Startup communities – those that celebrate founders and leaders, value appropriate risk-taking, and actively learn from the inevitable failures – are created over time as investments in the long-term future of a community. Moreover, startup communities yield value to the communities they’re part of that far exceed the number of jobs or amount of capital investment – they create a dynamic, risk-tolerant culture that the broader business climate can benefit from.
These days it is very tempting– and important – to look for immediate, substantive job creation as the highest purpose of economic development. After all, there remain far too many people, especially in the Sacramento region, who are unemployed.
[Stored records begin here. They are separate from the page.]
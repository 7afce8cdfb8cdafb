use super::ReleaseHost;
use crate::errors::{Result, TagcutError};
use crate::types::ArtifactSet;
use reqwest::blocking::{Client, RequestBuilder, Response};
use reqwest::header::{ACCEPT, AUTHORIZATION, CONTENT_TYPE};
use serde::{Deserialize, Serialize};
use std::path::Path;
use std::time::Duration;
use tracing::{debug, info};

const API_VERSION: &str = "2022-11-28";

#[derive(Serialize)]
struct CreateRelease<'a> {
    tag_name: &'a str,
    name: &'a str,
    body: &'a str,
    draft: bool,
    prerelease: bool,
}

#[derive(Deserialize)]
struct ReleaseResponse {
    html_url: String,
    upload_url: String,
}

/// Publishes releases through the GitHub REST API.
pub struct GitHubReleases {
    api_url: String,
    slug: String,
    token: String,
    dry_run: bool,
}

impl GitHubReleases {
    pub fn new(api_url: &str, slug: &str, token: &str, dry_run: bool) -> Self {
        Self {
            api_url: api_url.trim_end_matches('/').to_string(),
            slug: slug.to_string(),
            token: token.to_string(),
            dry_run,
        }
    }

    fn releases_url(&self) -> String {
        format!("{}/repos/{}/releases", self.api_url, self.slug)
    }

    fn client(&self) -> Result<Client> {
        Client::builder()
            .timeout(Duration::from_secs(120))
            .user_agent(crate::USER_AGENT)
            .build()
            .map_err(|e| TagcutError::Upload(format!("failed to build HTTP client for GitHub: {e}")))
    }

    fn authorized(&self, request: RequestBuilder) -> RequestBuilder {
        request
            .header(AUTHORIZATION, format!("Bearer {}", self.token))
            .header(ACCEPT, "application/vnd.github+json")
            .header("X-GitHub-Api-Version", API_VERSION)
    }

    fn create_release(&self, client: &Client, tag: &str, body: &str) -> Result<ReleaseResponse> {
        let payload = CreateRelease {
            tag_name: tag,
            name: tag,
            body,
            draft: false,
            prerelease: false,
        };
        let response = self
            .authorized(client.post(self.releases_url()))
            .json(&payload)
            .send()?;
        let response = ensure_success(response, &format!("create release {tag} in {}", self.slug))?;
        Ok(response.json()?)
    }

    fn upload_asset(&self, client: &Client, upload_url: &str, path: &Path) -> Result<()> {
        let name = path
            .file_name()
            .map(|n| n.to_string_lossy().into_owned())
            .ok_or_else(|| TagcutError::Upload(format!("{} has no file name", path.display())))?;
        let content = std::fs::read(path)
            .map_err(|e| crate::errors::io_error_with_path(e, path))?;

        debug!(asset = %name, bytes = content.len(), "uploading release asset");
        let response = self
            .authorized(client.post(upload_url))
            .query(&[("name", name.as_str())])
            .header(CONTENT_TYPE, "application/octet-stream")
            .body(content)
            .send()?;
        ensure_success(response, &format!("upload {name}"))?;
        Ok(())
    }
}

impl ReleaseHost for GitHubReleases {
    fn publish_release(&self, tag: &str, body: &str, artifacts: &ArtifactSet) -> Result<()> {
        if self.dry_run {
            println!("{}", dry_run_message(&self.slug, tag, artifacts));
            return Ok(());
        }

        let client = self.client()?;
        let release = self.create_release(&client, tag, body)?;
        let upload_url = asset_upload_url(&release.upload_url);
        for path in artifacts.iter() {
            self.upload_asset(&client, upload_url, path)?;
        }

        info!(url = %release.html_url, assets = artifacts.len(), "GitHub release published");
        println!("Created GitHub release {}", release.html_url);
        Ok(())
    }
}

/// `upload_url` comes back as a URI template (`.../assets{?name,label}`).
fn asset_upload_url(template: &str) -> &str {
    template
        .split_once('{')
        .map_or(template, |(base, _)| base)
}

fn dry_run_message(slug: &str, tag: &str, artifacts: &ArtifactSet) -> String {
    let names = artifacts
        .iter()
        .filter_map(|p| p.file_name())
        .map(|n| n.to_string_lossy().into_owned())
        .collect::<Vec<_>>()
        .join(", ");
    format!("Dry run. Would have created GitHub release {tag} in {slug} with assets: {names}")
}

fn ensure_success(response: Response, action: &str) -> Result<Response> {
    let status = response.status();
    if status.is_success() {
        return Ok(response);
    }

    let body = response.text().unwrap_or_default();
    let snippet: String = body.trim().chars().take(300).collect();
    let snippet = snippet.split_whitespace().collect::<Vec<_>>().join(" ");
    let body_part = if snippet.is_empty() {
        String::new()
    } else {
        format!(" body=\"{snippet}\"")
    };
    Err(TagcutError::Upload(format!(
        "GitHub returned {status} when trying to {action}{body_part}"
    )))
}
But we mustn’t lose sight of the larger objective: that we are working to build the economic foundations for our region’s next economy, and that foundations don’t get built overnight (or, if they do, one might be wise not to trust in their durability).
Don’t get me wrong. SARTA is having an event on Friday, March 8. It’s called TechEdge. You should go, because it will be inspiring, fun, and a lot of people will be there. And, yes, I definitely know that we’re not going to create a foundation for the next economy in a couple hours over lunch on Friday.
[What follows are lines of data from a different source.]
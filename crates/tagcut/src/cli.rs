use clap::Parser;
use std::path::PathBuf;
use tagcut_core::ReleaseOptions;

/// tagcut – publish the tagged release at HEAD to GitHub and PyPI
#[derive(Debug, Parser)]
#[command(name = "tagcut", version, about, long_about = None)]
#[command(after_long_help = "\
Examples:\n  tagcut acme widget --dry-run\n  tagcut -d ../widget acme widget\n\nBehavior:\n  - HEAD must sit exactly on a tag of the form v<major>[.<minor>[.<patch>]].\n  - The working tree must be clean with no untracked files (skip with --force).\n  - Requires GITHUB_TOKEN; TWINE_USERNAME and TWINE_PASSWORD are forwarded to twine.\n\nExit status:\n  0 success, 1 not ready or fatal error, 3 missing GITHUB_TOKEN.\n  Otherwise bit 1 marks a failed GitHub release and bit 2 a failed PyPI upload.")]
pub struct Cli {
    /// GitHub organization (or user) owning the repository
    pub organization: String,

    /// GitHub repository name
    pub repository: String,

    /// Path to the git checkout to release
    #[arg(short, long, default_value = ".", value_name = "DIR")]
    pub directory: PathBuf,

    /// Skip the clean working tree and untracked files checks
    #[arg(short, long)]
    pub force: bool,

    /// Build everything but only print what would be uploaded
    #[arg(short = 'n', long)]
    pub dry_run: bool,
}

impl Cli {
    pub fn into_options(self) -> ReleaseOptions {
        ReleaseOptions {
            directory: self.directory,
            force: self.force,
            dry_run: self.dry_run,
            organization: self.organization,
            repository: self.repository,
        }
    }
}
But what we do at TechEdge is important, nonetheless, to that foundation. At TechEdge we celebrate the risk-takers, the founders, the visionaries, the stubborn SOBs who get turned down for VC funding and just keep battering away at their dream nonetheless. We hold up people like Tim Westergren, who has clearly succeeded on the international stage – and we also hold up people like Steve Baker, Jeff Gray, and Lisa Klinkhammer, who are driving their own companies with equally single-minded purpose and great successes.
We invite them to tell their stories, because story-telling is one of the most powerful ways we have of learning (this is the English major in me coming out), and because the stories we tell ourselves define who we think we are.
And Sacramento, we need to be confident that we are founders and builders and creators – of companies, of jobs, and in the eventual end, of our own next economy.